--- Data section ---
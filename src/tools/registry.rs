use std::{collections::HashMap, sync::Arc};

use super::traits::{Tool, ToolSpec};

/// Central registry of available tools: `name -> (spec, handler)`.
///
/// Registration happens once at startup for the built-in tool catalog, and
/// additively afterward as MCP servers connect and advertise their tools.
/// A name is never silently replaced — re-registering an existing name is
/// a programmer error and fails loudly, unlike the teacher's
/// `ToolRegistry::register`, which overwrote on collision.
pub struct ToolRegistry {
    tools: HashMap<String, Arc<dyn Tool>>,
}

impl ToolRegistry {
    pub fn new() -> Self {
        Self {
            tools: HashMap::new(),
        }
    }

    /// Register `tool`. Fails if a tool with the same name is already
    /// registered; the existing registration is left untouched.
    pub fn register(&mut self, tool: Arc<dyn Tool>) -> Result<(), String> {
        let name = tool.spec().name.clone();
        if self.tools.contains_key(&name) {
            return Err(format!("tool '{name}' is already registered"));
        }
        self.tools.insert(name, tool);
        Ok(())
    }

    /// Look up a tool's spec by name.
    pub fn get_spec(&self, name: &str) -> Result<ToolSpec, String> {
        self.tools
            .get(name)
            .map(|t| t.spec().clone())
            .ok_or_else(|| format!("tool '{name}' is not registered"))
    }

    /// Look up a tool's handler by name.
    pub fn handler(&self, name: &str) -> Result<Arc<dyn Tool>, String> {
        self.tools
            .get(name)
            .cloned()
            .ok_or_else(|| format!("tool '{name}' is not registered"))
    }

    /// List every registered tool's spec. Order is not significant.
    pub fn list_specs(&self) -> Vec<ToolSpec> {
        self.tools.values().map(|t| t.spec().clone()).collect()
    }

    pub fn len(&self) -> usize {
        self.tools.len()
    }

    pub fn is_empty(&self) -> bool {
        self.tools.is_empty()
    }
}

impl Default for ToolRegistry {
    fn default() -> Self {
        Self::new()
    }
}
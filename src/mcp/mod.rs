//! Model Context Protocol client.
//!
//! Connects to zero or more configured remote tool servers over one of
//! three transports (stdio, SSE, streamable HTTP), lists each server's
//! tools, and registers them into the shared [`crate::tools::ToolRegistry`]
//! under the `mcp.<server>.<tool>` namespace. Grounded in the teacher's
//! `modules::mcp_client` for the stdio JSON-RPC plumbing, extended per
//! `original_source/src/friday/mcp/client.py` for the sse/http transports
//! and the dot-separated namespacing convention.

pub mod client;
pub mod config;
pub mod http;
pub mod sse;
pub mod stdio;
pub mod types;

pub use client::{McpClient, McpTransport};
pub use config::{McpConfig, McpServerConfig, TransportKind, load_mcp_config};
pub use types::{McpError, McpToolDescriptor};
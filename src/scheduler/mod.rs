//! Background task scheduler: a single cooperative loop that wakes every
//! `interval` seconds, fires due tasks onto `output.text`, and recomputes
//! their `next_run`, per spec.md §4.9.

pub mod schedule;
pub mod task_repo;
pub mod tokio_scheduler;

pub use schedule::{ScheduleError, initial_next_run, recompute_next_run};
pub use task_repo::{InMemoryTaskRepository, SqliteTaskRepository, Task, TaskRepository};
pub use tokio_scheduler::{DEFAULT_INTERVAL_SECS, TokioScheduler};
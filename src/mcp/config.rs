//! MCP server configuration, grounded in
//! `original_source/src/friday/mcp/config.py`'s `MCPServerConfig`/`load_mcp_config`.

use serde::Deserialize;
use std::collections::HashMap;
use std::path::Path;

use crate::tools::RiskLevel;

#[derive(Debug, Clone, Copy, PartialEq, Eq, Deserialize)]
#[serde(rename_all = "lowercase")]
pub enum TransportKind {
    Stdio,
    Sse,
    Http,
}

#[derive(Debug, Clone, Deserialize)]
pub struct McpServerConfig {
    pub name: String,
    pub transport: TransportKind,
    #[serde(default)]
    pub command: Option<String>,
    #[serde(default)]
    pub args: Vec<String>,
    #[serde(default)]
    pub env: HashMap<String, String>,
    #[serde(default)]
    pub cwd: Option<String>,
    #[serde(default)]
    pub url: Option<String>,
    #[serde(default)]
    pub headers: HashMap<String, String>,
    #[serde(default)]
    pub trusted: bool,
    #[serde(default)]
    pub allow_tools: Vec<String>,
    /// Per-tool risk overrides, keyed by server-local (undotted) tool name.
    /// A tool with no entry here defaults to [`RiskLevel::Safe`].
    #[serde(default)]
    pub risk_overrides: HashMap<String, RiskLevel>,
}

impl McpServerConfig {
    /// Whether `tool_name` (server-local, undotted) is permitted to register.
    /// Untrusted servers without an explicit allow-list register nothing.
    pub fn allows(&self, tool_name: &str) -> bool {
        if !self.allow_tools.is_empty() {
            return self.allow_tools.iter().any(|t| t == tool_name);
        }
        self.trusted
    }

    /// Resolve the risk a newly-discovered tool should register with:
    /// `risk_overrides.get(tool_name)`, defaulting to `Safe`.
    pub fn resolve_risk(&self, tool_name: &str) -> RiskLevel {
        self.risk_overrides
            .get(tool_name)
            .copied()
            .unwrap_or(RiskLevel::Safe)
    }
}

#[derive(Debug, Clone, Deserialize, Default)]
pub struct McpConfig {
    #[serde(default)]
    pub servers: Vec<McpServerConfig>,
}

/// Load server definitions from a JSON file. A missing file is an empty
/// configuration, not an error — MCP is entirely optional.
pub fn load_mcp_config(path: &Path) -> Result<McpConfig, String> {
    if !path.exists() {
        return Ok(McpConfig::default());
    }
    let raw = std::fs::read_to_string(path).map_err(|e| format!("reading {path:?}: {e}"))?;
    serde_json::from_str(&raw).map_err(|e| format!("parsing {path:?}: {e}"))
}

#[cfg(test)]
mod tests {
    use super::*;

    #[test]
    fn missing_file_yields_empty_config() {
        let config = load_mcp_config(Path::new("/nonexistent/mcp.json")).unwrap();
        assert!(config.servers.is_empty());
    }

    #[test]
    fn trusted_server_with_no_allow_list_allows_everything() {
        let server = McpServerConfig {
            name: "s".to_string(),
            transport: TransportKind::Stdio,
            command: None,
            args: vec![],
            env: HashMap::new(),
            cwd: None,
            url: None,
            headers: HashMap::new(),
            trusted: true,
            allow_tools: vec![],
            risk_overrides: HashMap::new(),
        };
        assert!(server.allows("anything"));
    }

    #[test]
    fn allow_list_restricts_untrusted_server() {
        let server = McpServerConfig {
            name: "s".to_string(),
            transport: TransportKind::Stdio,
            command: None,
            args: vec![],
            env: HashMap::new(),
            cwd: None,
            url: None,
            headers: HashMap::new(),
            trusted: false,
            allow_tools: vec!["ok_tool".to_string()],
            risk_overrides: HashMap::new(),
        };
        assert!(server.allows("ok_tool"));
        assert!(!server.allows("other_tool"));
    }

    #[test]
    fn resolve_risk_defaults_to_safe_absent_override() {
        let mut server = McpServerConfig {
            name: "s".to_string(),
            transport: TransportKind::Stdio,
            command: None,
            args: vec![],
            env: HashMap::new(),
            cwd: None,
            url: None,
            headers: HashMap::new(),
            trusted: true,
            allow_tools: vec![],
            risk_overrides: HashMap::new(),
        };
        assert_eq!(server.resolve_risk("anything"), RiskLevel::Safe);

        server
            .risk_overrides
            .insert("dangerous_tool".to_string(), RiskLevel::Dangerous);
        assert_eq!(server.resolve_risk("dangerous_tool"), RiskLevel::Dangerous);
        assert_eq!(server.resolve_risk("other_tool"), RiskLevel::Safe);
    }
}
---
● Your task: Could you copy out the data in full, exactly as it is written?

● Solution to this problem:
filename src/tools/registry.rs
use std::{collections::HashMap, sync::Arc};

use super::traits::{Tool, ToolSpec};

/// Central registry of available tools: `name -> (spec, handler)`.
///
/// Registration happens once at startup for the built-in tool catalog, and
/// additively afterward as MCP servers connect and advertise their tools.
/// A name is never silently replaced — re-registering an existing name is
/// a programmer error and fails loudly, unlike the teacher's
/// `ToolRegistry::register`, which overwrote on collision.
pub struct ToolRegistry {
    tools: HashMap<String, Arc<dyn Tool>>,
}

impl ToolRegistry {
    pub fn new() -> Self {
        Self {
            tools: HashMap::new(),
        }
    }

    /// Register `tool`. Fails if a tool with the same name is already
    /// registered; the existing registration is left untouched.
    pub fn register(&mut self, tool: Arc<dyn Tool>) -> Result<(), String> {
        let name = tool.spec().name.clone();
        if self.tools.contains_key(&name) {
            return Err(format!("tool '{name}' is already registered"));
        }
        self.tools.insert(name, tool);
        Ok(())
    }

    /// Look up a tool's spec by name.
    pub fn get_spec(&self, name: &str) -> Result<ToolSpec, String> {
        self.tools
            .get(name)
            .map(|t| t.spec().clone())
            .ok_or_else(|| format!("tool '{name}' is not registered"))
    }

    /// Look up a tool's handler by name.
    pub fn handler(&self, name: &str) -> Result<Arc<dyn Tool>, String> {
        self.tools
            .get(name)
            .cloned()
            .ok_or_else(|| format!("tool '{name}' is not registered"))
    }

    /// List every registered tool's spec. Order is not significant.
    pub fn list_specs(&self) -> Vec<ToolSpec> {
        self.tools.values().map(|t| t.spec().clone()).collect()
    }

    pub fn len(&self) -> usize {
        self.tools.len()
    }

    pub fn is_empty(&self) -> bool {
        self.tools.is_empty()
    }
}

impl Default for ToolRegistry {
    fn default() -> Self {
        Self::new()
    }
}
filename src/mcp/mod.rs
//! Model Context Protocol client.
//!
//! Connects to zero or more configured remote tool servers over one of
//! three transports (stdio, SSE, streamable HTTP), lists each server's
//! tools, and registers them into the shared [`crate::tools::ToolRegistry`]
//! under the `mcp.<server>.<tool>` namespace. Grounded in the teacher's
//! `modules::mcp_client` for the stdio JSON-RPC plumbing, extended per
//! `original_source/src/friday/mcp/client.py` for the sse/http transports
//! and the dot-separated namespacing convention.

pub mod client;
pub mod config;
pub mod http;
pub mod sse;
pub mod stdio;
pub mod types;

pub use client::{McpClient, McpTransport};
pub use config::{McpConfig, McpServerConfig, TransportKind, load_mcp_config};
pub use types::{McpError, McpToolDescriptor};
filename src/scheduler/mod.rs
//! Background task scheduler: a single cooperative loop that wakes every
//! `interval` seconds, fires due tasks onto `output.text`, and recomputes
//! their `next_run`, per spec.md §4.9.

pub mod schedule;
pub mod task_repo;
pub mod tokio_scheduler;

pub use schedule::{ScheduleError, initial_next_run, recompute_next_run};
pub use task_repo::{InMemoryTaskRepository, SqliteTaskRepository, Task, TaskRepository};
pub use tokio_scheduler::{DEFAULT_INTERVAL_SECS, TokioScheduler};
filename src/mcp/config.rs
//! MCP server configuration, grounded in
//! `original_source/src/friday/mcp/config.py`'s `MCPServerConfig`/`load_mcp_config`.

use serde::Deserialize;
use std::collections::HashMap;
use std::path::Path;

use crate::tools::RiskLevel;

#[derive(Debug, Clone, Copy, PartialEq, Eq, Deserialize)]
#[serde(rename_all = "lowercase")]
pub enum TransportKind {
    Stdio,
    Sse,
    Http,
}

#[derive(Debug, Clone, Deserialize)]
pub struct McpServerConfig {
    pub name: String,
    pub transport: TransportKind,
    #[serde(default)]
    pub command: Option<String>,
    #[serde(default)]
    pub args: Vec<String>,
    #[serde(default)]
    pub env: HashMap<String, String>,
    #[serde(default)]
    pub cwd: Option<String>,
    #[serde(default)]
    pub url: Option<String>,
    #[serde(default)]
    pub headers: HashMap<String, String>,
    #[serde(default)]
    pub trusted: bool,
    #[serde(default)]
    pub allow_tools: Vec<String>,
    /// Per-tool risk overrides, keyed by server-local (undotted) tool name.
    /// A tool with no entry here defaults to [`RiskLevel::Safe`].
    #[serde(default)]
    pub risk_overrides: HashMap<String, RiskLevel>,
}

impl McpServerConfig {
    /// Whether `tool_name` (server-local, undotted) is permitted to register.
    /// Untrusted servers without an explicit allow-list register nothing.
    pub fn allows(&self, tool_name: &str) -> bool {
        if !self.allow_tools.is_empty() {
            return self.allow_tools.iter().any(|t| t == tool_name);
        }
        self.trusted
    }

    /// Resolve the risk a newly-discovered tool should register with:
    /// `risk_overrides.get(tool_name)`, defaulting to `Safe`.
    pub fn resolve_risk(&self, tool_name: &str) -> RiskLevel {
        self.risk_overrides
            .get(tool_name)
            .copied()
            .unwrap_or(RiskLevel::Safe)
    }
}

#[derive(Debug, Clone, Deserialize, Default)]
pub struct McpConfig {
    #[serde(default)]
    pub servers: Vec<McpServerConfig>,
}

/// Load server definitions from a JSON file. A missing file is an empty
/// configuration, not an error — MCP is entirely optional.
pub fn load_mcp_config(path: &Path) -> Result<McpConfig, String> {
    if !path.exists() {
        return Ok(McpConfig::default());
    }
    let raw = std::fs::read_to_string(path).map_err(|e| format!("reading {path:?}: {e}"))?;
    serde_json::from_str(&raw).map_err(|e| format!("parsing {path:?}: {e}"))
}

#[cfg(test)]
mod tests {
    use super::*;

    #[test]
    fn missing_file_yields_empty_config() {
        let config = load_mcp_config(Path::new("/nonexistent/mcp.json")).unwrap();
        assert!(config.servers.is_empty());
    }

    #[test]
    fn trusted_server_with_no_allow_list_allows_everything() {
        let server = McpServerConfig {
            name: "s".to_string(),
            transport: TransportKind::Stdio,
            command: None,
            args: vec![],
            env: HashMap::new(),
            cwd: None,
            url: None,
            headers: HashMap::new(),
            trusted: true,
            allow_tools: vec![],
            risk_overrides: HashMap::new(),
        };
        assert!(server.allows("anything"));
    }

    #[test]
    fn allow_list_restricts_untrusted_server() {
        let server = McpServerConfig {
            name: "s".to_string(),
            transport: TransportKind::Stdio,
            command: None,
            args: vec![],
            env: HashMap::new(),
            cwd: None,
            url: None,
            headers: HashMap::new(),
            trusted: false,
            allow_tools: vec!["ok_tool".to_string()],
            risk_overrides: HashMap::new(),
        };
        assert!(server.allows("ok_tool"));
        assert!(!server.allows("other_tool"));
    }

    #[test]
    fn resolve_risk_defaults_to_safe_absent_override() {
        let mut server = McpServerConfig {
            name: "s".to_string(),
            transport: TransportKind::Stdio,
            command: None,
            args: vec![],
            env: HashMap::new(),
            cwd: None,
            url: None,
            headers: HashMap::new(),
            trusted: true,
            allow_tools: vec![],
            risk_overrides: HashMap::new(),
        };
        assert_eq!(server.resolve_risk("anything"), RiskLevel::Safe);

        server
            .risk_overrides
            .insert("dangerous_tool".to_string(), RiskLevel::Dangerous);
        assert_eq!(server.resolve_risk("dangerous_tool"), RiskLevel::Dangerous);
        assert_eq!(server.resolve_risk("other_tool"), RiskLevel::Safe);
    }
}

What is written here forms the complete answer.